TASK ITEM »
Each line from the opening of the records that follow to the line with "if exit_code != 0" needs to be written out exactly. Add nothing.

(Dataset entries)
○ ○ ○ ○ ○
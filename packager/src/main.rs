//! xcpack CLI entrypoint.
//!
//! This binary packages xcframeworks for Swift Package Manager. Logs go to
//! stderr; plans, reports, and inspections go to stdout.

use camino::Utf8Path;
use clap::Parser;
use std::io::Write;
use tracing_subscriber::EnvFilter;
use xcpack_common::SystemCommandExecutor;
use xcpack_packager::cli::{Cli, Command, InspectArgs, VerifyArgs};
use xcpack_packager::config::{Config, VersionOverrides};
use xcpack_packager::error::Result;
use xcpack_packager::fetch::download::HttpDownloader;
use xcpack_packager::inspect::inspect_file;
use xcpack_packager::packaging::PackageReport;
use xcpack_packager::pipeline::Pipeline;

fn main() {
    let cli = Cli::parse();
    init_logging(&cli);
    let mut stdout = std::io::stdout();
    let mut stderr = std::io::stderr();
    let run_result = run(&cli, &mut stdout);
    let exit_code = exit_code_for_run_result(run_result, &mut stderr);
    if exit_code != 0 {
        std::process::exit(exit_code);
    }
}

fn init_logging(cli: &Cli) {
    let filter = cli.log_filter().map_or_else(
        || EnvFilter::try_from_default_env().unwrap_or_else(|_| EnvFilter::new("info")),
        EnvFilter::new,
    );
    // A subscriber may already be installed when embedded; keep it.
    let _ = tracing_subscriber::fmt()
        .with_env_filter(filter)
        .with_writer(std::io::stderr)
        .without_time()
        .try_init();
}

fn run(cli: &Cli, stdout: &mut dyn Write) -> Result<()> {
    match &cli.command {
        Command::Inspect(args) => run_inspect(args, stdout),
        Command::Verify(args) => {
            let config = load_config(&cli.config, &VersionOverrides::default())?;
            run_verify(cli, &config, args, stdout)
        }
        Command::Manifest(args) => {
            let config = load_config(&cli.config, &args.overrides())?;
            let generated = with_pipeline(cli, &config, |p| {
                p.generate_manifest(args.manifest_dir.as_std_path())
            })?;
            write_line(
                stdout,
                format!("wrote {}", generated.package_swift.display()),
            );
            Ok(())
        }
        Command::Package(args) => {
            let config = load_config(&cli.config, &args.versions.overrides())?;
            with_pipeline(cli, &config, |p| {
                if args.dry_run {
                    write_line(stdout, p.plan(None).to_string().trim_end());
                    return Ok(());
                }
                let report = p.package()?;
                print_package_report(&report, stdout);
                Ok(())
            })
        }
        Command::Run(args) => {
            let config = load_config(&cli.config, &args.versions.overrides())?;
            let manifest_dir = args.manifest_dir.as_std_path();
            with_pipeline(cli, &config, |p| {
                if args.dry_run {
                    write_line(stdout, p.plan(Some(manifest_dir)).to_string().trim_end());
                    return Ok(());
                }
                let report = p.run(manifest_dir)?;
                print_package_report(&report.package, stdout);
                write_line(
                    stdout,
                    format!("wrote {}", report.manifest.package_swift.display()),
                );
                Ok(())
            })
        }
    }
}

fn load_config(path: &Utf8Path, overrides: &VersionOverrides) -> Result<Config> {
    let mut config = Config::load(path)?;
    config.apply_overrides(overrides);
    Ok(config)
}

/// Builds a pipeline wired to the real toolchain and network.
fn with_pipeline<T>(
    cli: &Cli,
    config: &Config,
    f: impl FnOnce(&Pipeline<'_>) -> Result<T>,
) -> Result<T> {
    let executor = SystemCommandExecutor;
    let downloader = HttpDownloader::default();
    let pipeline = Pipeline::new(
        config,
        &executor,
        &downloader,
        cli.work_dir.as_std_path(),
        cli.output_dir.as_std_path(),
    );
    f(&pipeline)
}

fn run_verify(cli: &Cli, config: &Config, args: &VerifyArgs, stdout: &mut dyn Write) -> Result<()> {
    let report = with_pipeline(cli, config, |p| p.verify())?;
    if args.json {
        write_line(stdout, serde_json::to_string_pretty(&report)?);
    } else {
        for name in &report.verified {
            write_line(stdout, format!("{name}: OK"));
        }
    }
    Ok(())
}

fn run_inspect(args: &InspectArgs, stdout: &mut dyn Write) -> Result<()> {
    let inspection = inspect_file(args.file.as_std_path())?;
    if args.json {
        write_line(stdout, serde_json::to_string_pretty(&inspection)?);
    } else if write!(stdout, "{}", inspection.render_text()).is_err() {
        // Best-effort output; ignore write failures.
    }
    Ok(())
}

fn print_package_report(report: &PackageReport, stdout: &mut dyn Write) {
    for bundle in &report.bundles {
        write_line(
            stdout,
            format!("{}  {}", bundle.checksum, bundle.zip_path.display()),
        );
    }
    write_line(stdout, format!("wrote {}", report.combined.display()));
    write_line(stdout, format!("wrote {}", report.checksums_path.display()));
}

fn exit_code_for_run_result(result: Result<()>, stderr: &mut dyn Write) -> i32 {
    match result {
        Ok(()) => 0,
        Err(err) => {
            write_line(stderr, format!("error: {err}"));
            1
        }
    }
}

fn write_line(out: &mut dyn Write, message: impl std::fmt::Display) {
    if writeln!(out, "{message}").is_err() {
        // Best-effort output; ignore write failures.
    }
}

#[cfg(test)]
mod tests {
    use super::*;
    use std::fs;
    use xcpack_common::sha256_of_bytes;
    use xcpack_fatbin::ArchiveBuilder;
    use xcpack_packager::checksum::{CHECKSUM_FILE_NAME, ChecksumRecord};
    use xcpack_packager::error::PackagerError;

    const MINIMAL_CONFIG: &str = r#"
[package]
name = "Vendor"

[release]
repository = "acme/vendor-binaries"

[platform]
os = "ios"
deployment_target = "13.0"

[[products]]
name = "Core"
dependencies = [{ binary = "Core" }]
"#;

    fn cli_in(dir: &Utf8Path, args: &[&str]) -> Cli {
        let config = dir.join("xcpack.toml");
        let work = dir.join("work");
        let output = dir.join("dist");
        let mut argv = vec![
            "xcpack",
            "--config",
            config.as_str(),
            "--work-dir",
            work.as_str(),
            "--output-dir",
            output.as_str(),
        ];
        argv.extend_from_slice(args);
        temp_env::with_var_unset("XCPACK_RELEASE_TAG", || Cli::parse_from(argv))
    }

    fn workspace() -> (tempfile::TempDir, camino::Utf8PathBuf) {
        let dir = tempfile::tempdir().expect("temp dir");
        let root = camino::Utf8PathBuf::try_from(dir.path().to_path_buf()).expect("utf-8 path");
        fs::write(root.join("xcpack.toml"), MINIMAL_CONFIG).expect("config");
        (dir, root)
    }

    #[test]
    fn exit_code_for_run_result_returns_zero_on_success() {
        let mut stderr = Vec::new();
        assert_eq!(exit_code_for_run_result(Ok(()), &mut stderr), 0);
        assert!(stderr.is_empty());
    }

    #[test]
    fn exit_code_for_run_result_prints_error_and_returns_one() {
        let err = PackagerError::NothingToPackage;
        let mut stderr = Vec::new();
        assert_eq!(exit_code_for_run_result(Err(err), &mut stderr), 1);
        let text = String::from_utf8(stderr).expect("stderr was not UTF-8");
        assert!(text.starts_with("error: no bundles were assembled"));
    }

    #[test]
    fn dry_run_prints_plan_without_side_effects() {
        let (_guard, root) = workspace();
        let cli = cli_in(&root, &["run", "--dry-run", "--manifest-dir", root.as_str()]);
        let mut stdout = Vec::new();
        run(&cli, &mut stdout).expect("dry run");
        let text = String::from_utf8(stdout).expect("utf-8");
        assert!(text.starts_with(" 1. lock and wipe working directory"));
        assert!(text.contains("Vendor-all.zip"));
        assert!(!root.join("work").exists());
    }

    #[test]
    fn manifest_writes_package_swift() {
        let (_guard, root) = workspace();
        let mut record = ChecksumRecord::new();
        record
            .insert("Core.zip", sha256_of_bytes(b"core"))
            .expect("insert");
        record
            .write(root.join("dist").join(CHECKSUM_FILE_NAME).as_std_path())
            .expect("record");

        let cli = cli_in(
            &root,
            &["manifest", "--release-tag", "1.0.0", "--manifest-dir", root.as_str()],
        );
        let mut stdout = Vec::new();
        run(&cli, &mut stdout).expect("manifest");
        let swift = fs::read_to_string(root.join("Package.swift")).expect("Package.swift");
        assert!(swift.contains(&sha256_of_bytes(b"core").to_string()));
    }

    #[test]
    fn manifest_without_tag_fails() {
        let (_guard, root) = workspace();
        let cli = cli_in(&root, &["manifest", "--manifest-dir", root.as_str()]);
        let err = run(&cli, &mut Vec::new()).expect_err("no tag");
        assert!(err.to_string().contains("release.tag"));
    }

    #[test]
    fn verify_reports_json() {
        let (_guard, root) = workspace();
        let dist = root.join("dist");
        fs::create_dir_all(&dist).expect("dist");
        fs::write(dist.join("Core.zip"), b"core").expect("zip");
        let mut record = ChecksumRecord::new();
        record
            .insert("Core.zip", sha256_of_bytes(b"core"))
            .expect("insert");
        record
            .write(dist.join(CHECKSUM_FILE_NAME).as_std_path())
            .expect("record");

        let cli = cli_in(&root, &["verify", "--json"]);
        let mut stdout = Vec::new();
        run(&cli, &mut stdout).expect("verify");
        let json: serde_json::Value = serde_json::from_slice(&stdout).expect("json");
        assert_eq!(json["verified"][0], "Core.zip");
    }

    #[test]
    fn inspect_prints_members() {
        let (_guard, root) = workspace();
        let mut builder = ArchiveBuilder::new();
        builder.append("Core.o", b"object".to_vec()).expect("append");
        let lib = root.join("libCore.a");
        fs::write(&lib, builder.finish().expect("finish")).expect("library");

        let cli = cli_in(&root, &["inspect", lib.as_str()]);
        let mut stdout = Vec::new();
        run(&cli, &mut stdout).expect("inspect");
        let text = String::from_utf8(stdout).expect("utf-8");
        assert!(text.contains("static archive with 1 slice(s)"));
        assert!(text.contains("Core.o (6 bytes)"));
    }
}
○ ○ ○ ○ ○
EXERCISE ANSWER »
filename packager/src/main.rs
//! xcpack CLI entrypoint.
//!
//! This binary packages xcframeworks for Swift Package Manager. Logs go to
//! stderr; plans, reports, and inspections go to stdout.

use camino::Utf8Path;
use clap::Parser;
use std::io::Write;
use tracing_subscriber::EnvFilter;
use xcpack_common::SystemCommandExecutor;
use xcpack_packager::cli::{Cli, Command, InspectArgs, VerifyArgs};
use xcpack_packager::config::{Config, VersionOverrides};
use xcpack_packager::error::Result;
use xcpack_packager::fetch::download::HttpDownloader;
use xcpack_packager::inspect::inspect_file;
use xcpack_packager::packaging::PackageReport;
use xcpack_packager::pipeline::Pipeline;

fn main() {
    let cli = Cli::parse();
    init_logging(&cli);
    let mut stdout = std::io::stdout();
    let mut stderr = std::io::stderr();
    let run_result = run(&cli, &mut stdout);
    let exit_code = exit_code_for_run_result(run_result, &mut stderr);
    if exit_code != 0 {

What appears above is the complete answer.